Ein Legionär nach dem anderen hat vor wenigen Tagen den HK Jesenice wieder verlassen und dabei nicht mit abfälligen Bemerkungen und Vorwürfen gespart. Unprofessionell sei das Umfeld in Krain, dazu die finanzielle Gebarung der Slowenen nicht wirklich vorbildhaft. Das lässt sich von außen nur schwer abschätzen, da aber solche Abgänge in der Vergangenheit immer wieder vorkamen und es dieses Mal gleich fast alle Fremdarbeiter betraf wird wohl ein Fünkchen Wahrheit dahinter stecken.
Jetzt steht man bei den Slowenen mit den Folgen dieses Tohuwabohus im EBEL Spätsommer da. Ohnehin schon in der letzten Saison das schlechteste Team der Liga droht nun der völlige Absturz. Auch wenn die Testspielergebnisse eine andere Sprache sprechen, es steht eine schwere Saison bevor – sportlich, wie auch finanziell. Schon vor dem Aderlass durch die Legionäre hatte Jesenice mit einigen Problemen zu kämpfen: die begeisternde Youngsterlinie des Vorjahres hat die Slowenen in Richtung Ausland verlassen und damit ein Loch hinterlassen, das sich nicht so einfach stopfen lässt.
###Die Ausgangslage
Am Ende der letzten Saison war Jesenice doch wieder das schlechteste Team der EBEL und verpasste ein weiteres Mal die Play Offs. Dennoch hinterließen die Slowenen ein durchwegs positives Bild, denn trotz deutlicher finanzieller Nachteile hatte man eine junge Truppe zusammen gebaut, die sich in die Herzen der Fans quer durch die Liga spielen konnte.
Statistische Fakten 10/11:
Power Play: 20,00% (6.)
Penalty Killing 73,95% (10.)
Fairplay 17,06 Min/Sp (3.)
Shorthander 4 (8.)
Scoring Effizienz 8,84% (9.)
Goalkeeping 86,85% (10.)
Tore geschossen: 161 (9.)
Tore erhalten: 196 (8.)
Ein riesiges Problemfeld der letzten Saison war die Position des Torhüters. Keine andere EBEL Mannschaft kassierte so viele unnötige Gegentore und konnte auf eine so schlechte Torhüterstatistik verweisen, wie die Krainer. Der HKJ hing darüber hinaus offensiv zu viel von seiner ersten Linie rund um Ticar, Sabolic und Jeglic ab – dahinter fielen alle anderen Stürmer, inklusive der Imports, deutlich ab. Dass diese drei bei allem Spielwitz auch schon einmal die Defensive vernachlässigten wurde toleriert, solange sie nur trafen. Insgesamt waren die Slowenen aber hinten zu anfällig und vorne zu leicht auszurechnen.

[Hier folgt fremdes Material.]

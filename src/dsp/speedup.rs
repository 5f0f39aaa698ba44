//! Speed-up Effect
//!
//! Shortens audio without raising its pitch by dropping a slice from every
//! fixed-size chunk and crossfading what is left back together. Speech at
//! 10x stays recognisable as a voice texture rather than a chipmunk squeak.
//!
//! For a rate `r` and chunk length `c` (ms):
//! - below 2x, `c` is kept and `c * (1 - 1/r) / (1/r)` ms are removed per chunk
//! - from 2x up, `c` ms are removed and `c / r / (1 - 1/r)` ms are kept
//!
//! The last chunk is kept whole. Quantities are truncated to whole
//! milliseconds before converting to frames.

use crate::dsp::effect::Effect;
use crate::dsp::mix::append_with_crossfade;
use crate::engine::AudioBuffer;
use crate::error::{Result, SublayerError};

/// Chunk length used for layer speed-up
pub const DEFAULT_CHUNK_MS: u32 = 150;

/// Crossfade between kept chunks
pub const DEFAULT_CROSSFADE_MS: u32 = 25;

/// Millisecond layout of one speed-up pass
#[derive(Debug, Clone, Copy, PartialEq, Eq)]
pub struct SpeedUpPlan {
    /// Audio kept from each chunk (before crossfade overlap)
    pub keep_ms: u32,
    /// Audio removed from each chunk
    pub remove_ms: u32,
    /// Overlap between consecutive kept chunks
    pub crossfade_ms: u32,
}

impl SpeedUpPlan {
    /// Length of one input chunk
    pub fn chunk_ms(&self) -> u32 {
        self.keep_ms + self.remove_ms
    }
}

/// Chunked speed-up with crossfade
#[derive(Debug, Clone, PartialEq)]
pub struct SpeedUp {
    rate: f64,
    chunk_ms: u32,
    crossfade_ms: u32,
}

impl SpeedUp {
    /// Speed-up with the default 150 ms chunks and 25 ms crossfade
    pub fn new(rate: f64) -> Self {
        Self::with_chunking(rate, DEFAULT_CHUNK_MS, DEFAULT_CROSSFADE_MS)
    }

    pub fn with_chunking(rate: f64, chunk_ms: u32, crossfade_ms: u32) -> Self {
        Self {
            rate,
            chunk_ms,
            crossfade_ms,
        }
    }

    /// Compute the chunk layout, or `None` when the rate removes nothing
    pub fn plan(&self) -> Option<SpeedUpPlan> {
        if !self.rate.is_finite() || self.rate <= 1.0 {
            return None;
        }

        let atk = 1.0 / self.rate;
        let chunk = self.chunk_ms as f64;
        let (keep_ms, remove_ms) = if self.rate < 2.0 {
            (self.chunk_ms, (chunk * (1.0 - atk) / atk) as u32)
        } else {
            ((atk * chunk / (1.0 - atk)) as u32, self.chunk_ms)
        };

        if remove_ms == 0 {
            return None;
        }

        Some(SpeedUpPlan {
            keep_ms,
            remove_ms,
            crossfade_ms: self.crossfade_ms.min(remove_ms - 1),
        })
    }
}

impl Effect for SpeedUp {
    fn process(&mut self, buffer: &mut AudioBuffer) -> Result<()> {
        if !self.rate.is_finite() || self.rate < 1.0 {
            return Err(SublayerError::Processing {
                reason: format!("cannot speed up audio by a factor of {}", self.rate),
            });
        }
        let Some(plan) = self.plan() else {
            return Ok(());
        };

        let chunk_frames = buffer.frames_for_ms(plan.chunk_ms()).max(1);
        let num_chunks = buffer.len().div_ceil(chunk_frames);
        if num_chunks < 2 {
            return Err(SublayerError::AudioTooShort {
                duration_secs: buffer.duration_secs(),
                chunk_ms: plan.keep_ms,
                rate: self.rate,
            });
        }

        let crossfade = buffer.frames_for_ms(plan.crossfade_ms);
        let trim = buffer.frames_for_ms(plan.remove_ms - plan.crossfade_ms);
        let keep = chunk_frames.saturating_sub(trim);

        let mut out = buffer.slice(0, keep);
        for idx in 1..num_chunks - 1 {
            let start = idx * chunk_frames;
            let piece = buffer.slice(start, start + keep);
            append_with_crossfade(&mut out, &piece, crossfade)?;
        }
        let last = buffer.slice((num_chunks - 1) * chunk_frames, buffer.len());
        out.extend_from(&last)?;

        tracing::trace!(
            rate = self.rate,
            input_frames = buffer.len(),
            output_frames = out.len(),
            "speed-up applied"
        );
        *buffer = out;
        Ok(())
    }

    fn effect_type(&self) -> &'static str {
        "speedup"
    }

    fn display_name(&self) -> String {
        format!("Speed-up {:.2}x", self.rate)
    }

    fn is_identity(&self) -> bool {
        self.rate >= 1.0 && self.plan().is_none()
    }
}

#[cfg(test)]
mod tests {
    use super::*;
    use crate::engine::generate_test_tone;

    const RATE: u32 = 8000;

    #[test]
    fn test_plan_below_two() {
        let plan = SpeedUp::new(1.5).plan().unwrap();
        assert_eq!(plan.keep_ms, 150);
        assert_eq!(plan.remove_ms, 75);
        assert_eq!(plan.crossfade_ms, 25);
    }

    #[test]
    fn test_plan_at_ten() {
        let plan = SpeedUp::new(10.0).plan().unwrap();
        assert_eq!(plan.keep_ms, 16);
        assert_eq!(plan.remove_ms, 150);
        assert_eq!(plan.crossfade_ms, 25);
        assert_eq!(plan.chunk_ms(), 166);
    }

    #[test]
    fn test_plan_crossfade_capped_by_removed_slice() {
        // 1.05x removes 7 ms per chunk, so crossfade is capped at 6 ms
        let plan = SpeedUp::new(1.05).plan().unwrap();
        assert_eq!(plan.remove_ms, 7);
        assert_eq!(plan.crossfade_ms, 6);
    }

    #[test]
    fn test_unity_and_tiny_rates_are_noops() {
        assert!(SpeedUp::new(1.0).plan().is_none());
        assert!(SpeedUp::new(1.0).is_identity());
        assert!(SpeedUp::new(1.001).plan().is_none());

        let mut buffer = generate_test_tone(220.0, 1.0, RATE);
        let before = buffer.clone();
        SpeedUp::new(1.0).process(&mut buffer).unwrap();
        assert_eq!(buffer, before);
    }

    #[test]
    fn test_rejects_slowdown() {
        let mut buffer = generate_test_tone(220.0, 1.0, RATE);
        assert!(SpeedUp::new(0.5).process(&mut buffer).is_err());
        assert!(SpeedUp::new(f64::NAN).process(&mut buffer).is_err());
    }

    #[test]
    fn test_double_speed_halves_duration() {
        let mut buffer = generate_test_tone(220.0, 10.0, RATE);
        SpeedUp::new(2.0).process(&mut buffer).unwrap();
        let secs = buffer.duration_secs();
        assert!((secs - 5.0).abs() < 0.15, "got {secs}s");
    }

    #[test]
    fn test_ten_times_speed() {
        let mut buffer = generate_test_tone(220.0, 10.0, RATE);
        SpeedUp::new(10.0).process(&mut buffer).unwrap();
        let secs = buffer.duration_secs();
        assert!((secs - 1.0).abs() < 0.1, "got {secs}s");
        assert!(buffer.is_finite());
    }

    #[test]
    fn test_too_short_for_chunking() {
        let mut buffer = generate_test_tone(220.0, 0.1, RATE);
        let err = SpeedUp::new(10.0).process(&mut buffer).unwrap_err();
        assert!(matches!(err, SublayerError::AudioTooShort { .. }));
    }
}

Nach den Problemen mit den Legionären (siehe oben) geht man mit einem stark reduzierten Kader in die Saison 2011/12. Der Vorteil des HKJ dabei: beim diesjährigen Modus ist es völlig egal, wie man im Grunddurchgang abschneiden, in der Zwischenrunde muss man dann da sein. Und mehr als die untere Gruppe dieser Meisterschaftsphase wäre für den HK Jesenice wohl ohnehin nicht möglich gewesen. Daher ist zu erwarten, dass die Krainer in den ersten 40 Runden viel Lehrgeld zahlen müssen und am Ende ganz unten in der Tabelle stehen werden. Gelingt es ihnen dann, entsprechende Legionäre zu finden und diese auch in ein bestehendes Team einzubauen, dann sollte man zumindest in der Zwischenrunde kein Prügelknabe sein. Derzeit ist das leider von diesem Team aber zu erwarten, denn im aktuellen Kader fehlt es an allen Ecken und Enden.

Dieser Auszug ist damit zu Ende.